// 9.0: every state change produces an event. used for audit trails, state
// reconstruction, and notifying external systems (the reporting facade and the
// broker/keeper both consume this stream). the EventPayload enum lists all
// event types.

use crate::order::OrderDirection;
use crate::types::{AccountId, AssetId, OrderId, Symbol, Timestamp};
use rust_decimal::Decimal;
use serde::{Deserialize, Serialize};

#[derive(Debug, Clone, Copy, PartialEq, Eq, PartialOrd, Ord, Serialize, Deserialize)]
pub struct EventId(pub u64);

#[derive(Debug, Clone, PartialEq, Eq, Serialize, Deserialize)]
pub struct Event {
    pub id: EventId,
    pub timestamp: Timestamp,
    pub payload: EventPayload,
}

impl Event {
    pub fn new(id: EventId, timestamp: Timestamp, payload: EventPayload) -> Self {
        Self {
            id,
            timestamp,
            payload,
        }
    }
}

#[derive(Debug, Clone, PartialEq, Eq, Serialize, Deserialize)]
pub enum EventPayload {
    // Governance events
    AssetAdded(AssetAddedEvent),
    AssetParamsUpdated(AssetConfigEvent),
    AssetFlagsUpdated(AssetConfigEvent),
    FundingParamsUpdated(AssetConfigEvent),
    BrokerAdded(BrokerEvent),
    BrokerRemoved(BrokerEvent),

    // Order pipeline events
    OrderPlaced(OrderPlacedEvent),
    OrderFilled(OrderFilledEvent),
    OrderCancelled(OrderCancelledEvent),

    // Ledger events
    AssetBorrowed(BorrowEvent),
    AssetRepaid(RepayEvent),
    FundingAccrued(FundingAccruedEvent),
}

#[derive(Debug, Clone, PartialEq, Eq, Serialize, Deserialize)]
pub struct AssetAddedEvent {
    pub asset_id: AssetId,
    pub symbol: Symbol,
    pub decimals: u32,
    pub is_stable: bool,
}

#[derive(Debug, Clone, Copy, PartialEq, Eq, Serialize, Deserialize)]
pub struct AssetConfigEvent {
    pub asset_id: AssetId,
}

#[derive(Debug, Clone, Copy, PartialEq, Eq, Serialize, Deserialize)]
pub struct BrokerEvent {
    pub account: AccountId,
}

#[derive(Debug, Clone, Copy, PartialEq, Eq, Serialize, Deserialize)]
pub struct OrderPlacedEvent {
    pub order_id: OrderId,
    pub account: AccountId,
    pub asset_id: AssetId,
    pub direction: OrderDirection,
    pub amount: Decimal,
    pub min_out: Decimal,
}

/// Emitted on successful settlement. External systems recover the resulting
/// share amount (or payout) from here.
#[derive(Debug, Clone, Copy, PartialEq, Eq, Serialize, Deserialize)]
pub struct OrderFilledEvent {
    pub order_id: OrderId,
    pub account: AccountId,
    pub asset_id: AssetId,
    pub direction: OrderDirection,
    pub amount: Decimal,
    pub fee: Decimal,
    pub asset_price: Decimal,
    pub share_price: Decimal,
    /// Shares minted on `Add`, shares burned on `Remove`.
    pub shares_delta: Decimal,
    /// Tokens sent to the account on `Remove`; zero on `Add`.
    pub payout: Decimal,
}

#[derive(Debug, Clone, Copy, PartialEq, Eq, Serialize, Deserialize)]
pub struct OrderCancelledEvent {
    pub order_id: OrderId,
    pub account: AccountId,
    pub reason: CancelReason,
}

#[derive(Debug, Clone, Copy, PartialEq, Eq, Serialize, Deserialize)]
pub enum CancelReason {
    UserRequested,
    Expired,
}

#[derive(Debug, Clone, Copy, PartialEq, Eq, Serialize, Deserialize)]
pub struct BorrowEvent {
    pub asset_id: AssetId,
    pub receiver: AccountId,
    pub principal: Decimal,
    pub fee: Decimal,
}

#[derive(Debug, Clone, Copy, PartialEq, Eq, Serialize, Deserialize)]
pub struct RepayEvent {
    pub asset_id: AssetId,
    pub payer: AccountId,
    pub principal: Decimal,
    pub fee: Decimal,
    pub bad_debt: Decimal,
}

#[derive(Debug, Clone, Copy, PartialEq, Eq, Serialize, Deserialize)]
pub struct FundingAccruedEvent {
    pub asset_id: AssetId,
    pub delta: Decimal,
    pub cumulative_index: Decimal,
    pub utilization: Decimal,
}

§ §

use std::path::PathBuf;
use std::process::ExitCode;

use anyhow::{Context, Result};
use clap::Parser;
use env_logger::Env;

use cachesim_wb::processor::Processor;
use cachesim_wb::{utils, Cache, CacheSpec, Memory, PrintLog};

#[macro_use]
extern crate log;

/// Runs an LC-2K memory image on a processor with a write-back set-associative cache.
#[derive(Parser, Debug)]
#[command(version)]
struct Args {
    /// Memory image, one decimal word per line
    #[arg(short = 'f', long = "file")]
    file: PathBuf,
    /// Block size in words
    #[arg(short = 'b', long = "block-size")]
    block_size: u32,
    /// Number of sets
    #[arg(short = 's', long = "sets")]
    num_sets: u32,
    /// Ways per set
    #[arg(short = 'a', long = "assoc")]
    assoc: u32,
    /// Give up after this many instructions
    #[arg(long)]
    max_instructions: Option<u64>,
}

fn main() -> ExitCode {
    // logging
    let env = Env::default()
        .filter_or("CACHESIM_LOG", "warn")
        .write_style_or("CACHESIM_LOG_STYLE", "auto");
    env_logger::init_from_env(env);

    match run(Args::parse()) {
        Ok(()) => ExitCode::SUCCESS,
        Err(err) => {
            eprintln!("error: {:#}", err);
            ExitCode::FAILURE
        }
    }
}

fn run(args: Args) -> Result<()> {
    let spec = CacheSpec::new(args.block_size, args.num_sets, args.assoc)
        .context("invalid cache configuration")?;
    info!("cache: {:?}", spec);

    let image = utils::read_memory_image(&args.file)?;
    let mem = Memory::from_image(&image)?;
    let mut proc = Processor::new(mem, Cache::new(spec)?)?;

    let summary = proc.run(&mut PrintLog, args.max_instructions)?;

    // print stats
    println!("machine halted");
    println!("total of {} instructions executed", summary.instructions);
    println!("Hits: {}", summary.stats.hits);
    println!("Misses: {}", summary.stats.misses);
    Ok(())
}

§ §

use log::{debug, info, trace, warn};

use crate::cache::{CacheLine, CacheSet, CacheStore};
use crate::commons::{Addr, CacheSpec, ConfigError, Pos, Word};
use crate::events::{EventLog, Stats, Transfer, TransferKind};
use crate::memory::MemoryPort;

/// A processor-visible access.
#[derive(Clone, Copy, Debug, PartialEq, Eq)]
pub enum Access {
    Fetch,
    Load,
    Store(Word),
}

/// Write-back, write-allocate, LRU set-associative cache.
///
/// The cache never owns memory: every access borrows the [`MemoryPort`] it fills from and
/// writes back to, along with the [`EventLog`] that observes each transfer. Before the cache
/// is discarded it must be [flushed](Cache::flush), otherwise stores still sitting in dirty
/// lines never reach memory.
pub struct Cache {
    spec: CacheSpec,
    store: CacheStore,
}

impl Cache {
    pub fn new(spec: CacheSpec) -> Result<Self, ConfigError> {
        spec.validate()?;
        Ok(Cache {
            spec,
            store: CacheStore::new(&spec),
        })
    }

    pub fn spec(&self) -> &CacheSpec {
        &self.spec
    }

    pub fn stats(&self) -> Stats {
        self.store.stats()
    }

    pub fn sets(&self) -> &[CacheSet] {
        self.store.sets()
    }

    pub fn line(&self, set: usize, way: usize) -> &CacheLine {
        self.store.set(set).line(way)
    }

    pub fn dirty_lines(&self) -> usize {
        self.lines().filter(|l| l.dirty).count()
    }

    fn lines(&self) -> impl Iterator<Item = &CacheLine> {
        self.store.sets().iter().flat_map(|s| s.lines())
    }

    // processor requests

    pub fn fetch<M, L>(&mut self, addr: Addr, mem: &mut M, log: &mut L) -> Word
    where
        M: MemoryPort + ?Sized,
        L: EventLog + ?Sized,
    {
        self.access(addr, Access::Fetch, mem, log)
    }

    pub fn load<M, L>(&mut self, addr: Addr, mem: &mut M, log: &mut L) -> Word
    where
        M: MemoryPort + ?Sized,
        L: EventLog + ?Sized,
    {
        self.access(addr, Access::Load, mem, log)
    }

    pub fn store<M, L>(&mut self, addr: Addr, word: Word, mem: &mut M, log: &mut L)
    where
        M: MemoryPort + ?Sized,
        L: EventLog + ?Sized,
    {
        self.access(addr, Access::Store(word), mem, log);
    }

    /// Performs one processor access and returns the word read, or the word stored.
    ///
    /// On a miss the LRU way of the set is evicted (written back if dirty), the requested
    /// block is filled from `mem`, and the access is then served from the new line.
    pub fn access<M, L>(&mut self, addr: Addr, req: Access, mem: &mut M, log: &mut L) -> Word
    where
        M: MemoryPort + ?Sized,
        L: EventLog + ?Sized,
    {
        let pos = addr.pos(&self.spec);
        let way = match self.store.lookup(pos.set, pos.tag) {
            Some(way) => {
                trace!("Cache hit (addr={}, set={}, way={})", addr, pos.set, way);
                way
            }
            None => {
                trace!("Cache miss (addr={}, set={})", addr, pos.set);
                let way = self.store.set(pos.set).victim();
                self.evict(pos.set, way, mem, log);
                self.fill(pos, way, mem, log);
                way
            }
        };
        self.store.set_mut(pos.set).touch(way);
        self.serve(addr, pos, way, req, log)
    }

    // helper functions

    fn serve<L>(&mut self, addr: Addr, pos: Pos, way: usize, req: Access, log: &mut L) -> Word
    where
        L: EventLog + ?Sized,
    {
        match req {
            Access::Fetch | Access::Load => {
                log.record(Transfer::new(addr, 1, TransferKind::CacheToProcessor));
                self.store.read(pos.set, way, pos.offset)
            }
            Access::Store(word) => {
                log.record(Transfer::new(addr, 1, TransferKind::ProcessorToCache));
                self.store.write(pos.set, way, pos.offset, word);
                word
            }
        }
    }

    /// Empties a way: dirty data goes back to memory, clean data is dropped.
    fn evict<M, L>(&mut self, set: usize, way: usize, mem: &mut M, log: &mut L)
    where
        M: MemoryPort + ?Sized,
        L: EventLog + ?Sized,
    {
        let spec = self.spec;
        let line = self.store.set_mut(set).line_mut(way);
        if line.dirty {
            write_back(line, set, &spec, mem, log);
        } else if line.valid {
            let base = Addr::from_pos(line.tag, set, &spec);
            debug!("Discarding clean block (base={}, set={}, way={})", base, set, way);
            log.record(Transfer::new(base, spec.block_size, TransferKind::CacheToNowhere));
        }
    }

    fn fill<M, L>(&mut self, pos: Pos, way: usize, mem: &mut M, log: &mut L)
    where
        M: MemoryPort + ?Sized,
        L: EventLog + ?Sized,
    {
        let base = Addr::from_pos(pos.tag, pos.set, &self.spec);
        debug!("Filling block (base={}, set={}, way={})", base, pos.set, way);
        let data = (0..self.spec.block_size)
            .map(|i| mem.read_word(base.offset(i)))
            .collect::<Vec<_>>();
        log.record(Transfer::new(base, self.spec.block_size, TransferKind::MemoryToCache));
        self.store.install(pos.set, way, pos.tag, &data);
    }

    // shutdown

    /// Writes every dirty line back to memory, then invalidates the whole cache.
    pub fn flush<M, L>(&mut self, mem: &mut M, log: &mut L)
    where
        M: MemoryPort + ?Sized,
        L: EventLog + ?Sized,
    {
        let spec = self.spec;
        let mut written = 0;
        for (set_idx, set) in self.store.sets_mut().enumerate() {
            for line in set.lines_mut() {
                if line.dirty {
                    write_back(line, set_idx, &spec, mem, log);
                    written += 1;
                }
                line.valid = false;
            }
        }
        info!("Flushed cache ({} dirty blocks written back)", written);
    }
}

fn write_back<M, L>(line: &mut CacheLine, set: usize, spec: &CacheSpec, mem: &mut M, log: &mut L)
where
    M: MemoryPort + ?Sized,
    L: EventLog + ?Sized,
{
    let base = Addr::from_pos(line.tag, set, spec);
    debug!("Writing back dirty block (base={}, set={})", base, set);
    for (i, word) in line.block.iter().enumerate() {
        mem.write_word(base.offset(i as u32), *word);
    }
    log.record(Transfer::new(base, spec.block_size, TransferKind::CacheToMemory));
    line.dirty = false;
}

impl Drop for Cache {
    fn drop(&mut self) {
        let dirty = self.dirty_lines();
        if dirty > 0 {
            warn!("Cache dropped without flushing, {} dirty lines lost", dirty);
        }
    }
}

§ §

For every line above with the word "trace" in it, make a copy.

• Result of the exercise
use log::{debug, info, trace, warn};
                trace!("Cache hit (addr={}, set={}, way={})", addr, pos.set, way);
                trace!("Cache miss (addr={}, set={})", addr, pos.set);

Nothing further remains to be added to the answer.